‘’ One Child, One Teacher, One Book, One Pen can change the world’’
This line doesn’t need an introduction. It gives me goosebumps every time I hear this. If you are unaware, it’s by Malala Yousafzai addressing the United Nations on her 16thbirthday. Her courage and value advocating for education and especially for girls has moved many. Regardless of what creates girl’s exclusion in education, the consequences for them are real.
Let’s face it, education has been hailed as the ‘silver bullet’ for combating many profound challenges. Beyond the usual human capital benefits, the importance for specifically advocating girl’s participation within education is so that girls can increase their sense of agency. However, simply assuming that access to education will automatically translate into empowerment ignores the true experiences of schooling, which will ultimately drive and contribute to further education divisions.
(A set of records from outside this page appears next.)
use crate::cli::ServeArgs;
use crate::infra::{policy_from, AppState};
use crate::routes::with_seller_routes;
use axum::Extension;
use axum_prometheus::PrometheusMetricLayer;
use sea_merkado::config::AppConfig;
use sea_merkado::error::AppError;
use sea_merkado::telemetry;
use sea_merkado::workflows::sellers::MemorySellerStore;
use std::sync::atomic::Ordering;
use std::sync::Arc;
use tracing::info;

pub(crate) async fn run(mut args: ServeArgs) -> Result<(), AppError> {
    let mut config = AppConfig::load()?;

    if let Some(host) = args.host.take() {
        config.server.host = host;
    }
    if let Some(port) = args.port.take() {
        config.server.port = port;
    }

    telemetry::init(&config.telemetry)?;

    let (prometheus_layer, prometheus_handle) = PrometheusMetricLayer::pair();
    let readiness_flag = Arc::new(std::sync::atomic::AtomicBool::new(false));
    let app_state = AppState {
        readiness: readiness_flag.clone(),
        metrics: Arc::new(prometheus_handle),
    };

    let policy = policy_from(&config);
    let store = MemorySellerStore::shared(policy);

    let app = with_seller_routes(store)
        .layer(Extension(app_state))
        .layer(prometheus_layer);

    let addr = config.server.socket_addr()?;
    let listener = tokio::net::TcpListener::bind(addr).await?;
    readiness_flag.store(true, Ordering::Release);

    info!(
        ?config.environment,
        %addr,
        deadline_days = policy.deadline_days(),
        "seller store api ready"
    );

    axum::serve(listener, app).await?;
    Ok(())
}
Over the past decade, I have spent much of my time and research within Asia, specifically India. Without a doubt, I can recall many headlines and newsflashes of the worthy education progress across India. Although the Government of India have made heavy commitments for education expansion since its Independence over 70 years ago, the parameters for development and inclusion remain a ‘pipeline dream’ as local realities remain very different. This is true for tribal communities, constitutionally known as the Scheduled Tribe (ST) in India who represent 8.6 per cent of the total population of India (Census of India,2011).
As part of my own field research conducted in February 2019 within a remote village in Gujarat, India I hold some apprehension towards education within this setting. While ST girls continue to face marginalisation for multiple reasons, simply providing access to education doesn’t actually disentangle any of the true complexities that ST girls face in India. To make a real difference within India, there is a greater need to focus on what school experiences ST girls face if we are truly to deliver a difference.
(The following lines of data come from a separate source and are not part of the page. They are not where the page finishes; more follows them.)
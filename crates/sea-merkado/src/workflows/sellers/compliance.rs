use chrono::{DateTime, Utc};
use serde::Serialize;

use super::domain::{RequirementKind, SellerRecord, SellerStatus};

const MILLIS_PER_DAY: f64 = 86_400_000.0;
pub const DEFAULT_DEADLINE_DAYS: i64 = 3;

/// Whole days between registration and `now`, rounded to the nearest day.
///
/// Halves round up, so a seller registered 36 hours ago reads as two days old.
pub fn elapsed_days(date_added: DateTime<Utc>, now: DateTime<Utc>) -> i64 {
    let millis = now
        .signed_duration_since(date_added)
        .num_milliseconds()
        .unsigned_abs();
    (millis as f64 / MILLIS_PER_DAY).round() as i64
}

/// Display status under the default three day deadline.
pub fn derive_status(record: &SellerRecord, now: DateTime<Utc>) -> SellerStatus {
    CompliancePolicy::default().derive_status(record, now)
}

/// Validation errors raised by the compliance guard.
#[derive(Debug, Clone, PartialEq, Eq, thiserror::Error)]
pub enum ComplianceViolation {
    #[error("incomplete requirements: missing {}", join_labels(.missing))]
    IncompleteRequirements { missing: Vec<RequirementKind> },
    #[error("compliance deadline exceeded ({days} days since registration, limit {deadline})")]
    DeadlineExceeded { days: i64, deadline: i64 },
    #[error("seller is already {status}")]
    AlreadyFinalized { status: SellerStatus },
    #[error("cannot move a seller to {target}")]
    InvalidTransition { target: SellerStatus },
    #[error("unsupported document type '{content_type}' (expected PDF or image)")]
    UnsupportedDocument { content_type: String },
}

fn join_labels(kinds: &[RequirementKind]) -> String {
    kinds
        .iter()
        .map(|kind| kind.label())
        .collect::<Vec<_>>()
        .join(", ")
}

/// Deadline dial shared by every consumer of the derivation.
#[derive(Debug, Clone, Copy, PartialEq, Eq)]
pub struct CompliancePolicy {
    deadline_days: i64,
}

impl CompliancePolicy {
    pub fn new(deadline_days: i64) -> Self {
        let sanitized = if deadline_days > 0 {
            deadline_days
        } else {
            DEFAULT_DEADLINE_DAYS
        };

        Self {
            deadline_days: sanitized,
        }
    }

    pub fn deadline_days(&self) -> i64 {
        self.deadline_days
    }

    pub fn is_past_deadline(&self, days: i64) -> bool {
        days >= self.deadline_days
    }

    pub fn derive_status(&self, record: &SellerRecord, now: DateTime<Utc>) -> SellerStatus {
        self.assess(record, now).display_status
    }

    /// Evaluate a record at `now`. Never cache the result across reads.
    pub fn assess(&self, record: &SellerRecord, now: DateTime<Utc>) -> ComplianceAssessment {
        let days = elapsed_days(record.date_added, now);
        let compliant = record.requirements.is_complete();

        let display_status = if record.status.is_terminal() {
            record.status
        } else if !compliant && self.is_past_deadline(days) {
            SellerStatus::Rejected
        } else {
            SellerStatus::Pending
        };

        ComplianceAssessment {
            persisted_status: record.status,
            display_status,
            days_since_registration: days,
            compliant,
            missing: record.requirements.missing(),
            deadline_days: self.deadline_days,
        }
    }
}

impl Default for CompliancePolicy {
    fn default() -> Self {
        Self::new(DEFAULT_DEADLINE_DAYS)
    }
}

/// Result of running the derivation against one record.
#[derive(Debug, Clone, PartialEq, Eq, Serialize)]
pub struct ComplianceAssessment {
    pub persisted_status: SellerStatus,
    pub display_status: SellerStatus,
    pub days_since_registration: i64,
    pub compliant: bool,
    pub missing: Vec<RequirementKind>,
    pub deadline_days: i64,
}

impl ComplianceAssessment {
    /// The only case where the derived status may be written back.
    pub fn requires_auto_rejection(&self) -> bool {
        self.persisted_status == SellerStatus::Pending
            && self.display_status == SellerStatus::Rejected
    }

    /// Receipt warning; independent of the persisted status.
    pub fn deadline_warning(&self) -> bool {
        !self.compliant && self.days_since_registration >= self.deadline_days
    }
}

/// Guard holding the acceptance precondition chain.
#[derive(Debug, Clone, Default)]
pub struct ComplianceGuard {
    policy: CompliancePolicy,
}

impl ComplianceGuard {
    pub fn with_policy(policy: CompliancePolicy) -> Self {
        Self { policy }
    }

    pub fn policy(&self) -> &CompliancePolicy {
        &self.policy
    }

    /// Preconditions for accepting a seller, checked in order: terminal status,
    /// completeness, then the deadline.
    pub fn check_acceptance(
        &self,
        record: &SellerRecord,
        now: DateTime<Utc>,
    ) -> Result<ComplianceAssessment, ComplianceViolation> {
        if record.status.is_terminal() {
            return Err(ComplianceViolation::AlreadyFinalized {
                status: record.status,
            });
        }

        let assessment = self.policy.assess(record, now);
        if !assessment.compliant {
            return Err(ComplianceViolation::IncompleteRequirements {
                missing: assessment.missing,
            });
        }

        if self
            .policy
            .is_past_deadline(assessment.days_since_registration)
        {
            return Err(ComplianceViolation::DeadlineExceeded {
                days: assessment.days_since_registration,
                deadline: self.policy.deadline_days(),
            });
        }

        Ok(assessment)
    }

    pub fn check_mutable(&self, record: &SellerRecord) -> Result<(), ComplianceViolation> {
        if record.status.is_terminal() {
            return Err(ComplianceViolation::AlreadyFinalized {
                status: record.status,
            });
        }
        Ok(())
    }

    pub fn check_document(&self, content_type: &str) -> Result<mime::Mime, ComplianceViolation> {
        let unsupported = || ComplianceViolation::UnsupportedDocument {
            content_type: content_type.to_string(),
        };
        let parsed: mime::Mime = content_type.trim().parse().map_err(|_| unsupported())?;

        let is_pdf = parsed.type_() == mime::APPLICATION && parsed.subtype() == mime::PDF;
        if parsed.type_() == mime::IMAGE || is_pdf {
            Ok(parsed)
        } else {
            Err(unsupported())
        }
    }
}
pub mod config;
pub mod error;
pub mod session;
pub mod telemetry;
pub mod workflows;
Here is a couple of questions to consider:
- Does education simply reinforce the superiority of female gender norms?
- How is education perceived among parents?
- Are certain types/subjects/activities promoted more than others?
Drawing on my field research by using one isolated example of ST girls attending tailoring classes demonstrates why there is a real need to focus on girls schooling experiences. The image below is an example of a blanket using the skills learnt from such classes.
This was created solely by a 14 year old girl, it is beautiful. The intricacies are incredible that far outweigh any of my own attempts at 15 during my GCSEs. She made four in total. However, what my research implies is that for ST girls to participate in co-curricular activities such as sewing far outweighed most other education decisions made by ST parents within the village. Why? The ability to learn to sew to make blankets was found to indicative as a mark to support girls’ marriage preparation, a dowry exchange during marriage.
Drawing on parental interviews, typical responses stated:
‘’That is good of the school teaches sewing machine, but this is mainly for girls’’.
‘’I say that learning sewing is more important. For the girls they don’t have to work and they can earn money at home. That is my plan. For the girls whatever the work she gets at home is good then going out’’.
On the one hand, while tailoring is offered as a long term economic security for ST girls, the overriding message of tailoring as a co-curricular education activity in this case is compromised which reinforces girls role within the domestic sphere and short term marriage goals.
Although that this is an isolated example, more questions and research needs to be raised on other schooling experiences that ST children are encountering and how their experiences may offer different interpretations. Ultimately, advocating for a ‘quality education’ approach is vital, but encompassing ST parents within education matters need to recognised in order to deliver real changes.
Here are three questions for you to consider:
- What else can girls gain from learning tailoring? Is there a space for girls to be empowered with these skills?
- Do they receive an education and get married so there is no tangible value seen?
- With these education skills, can girls be better equipped to pass education as an asset to their daughters?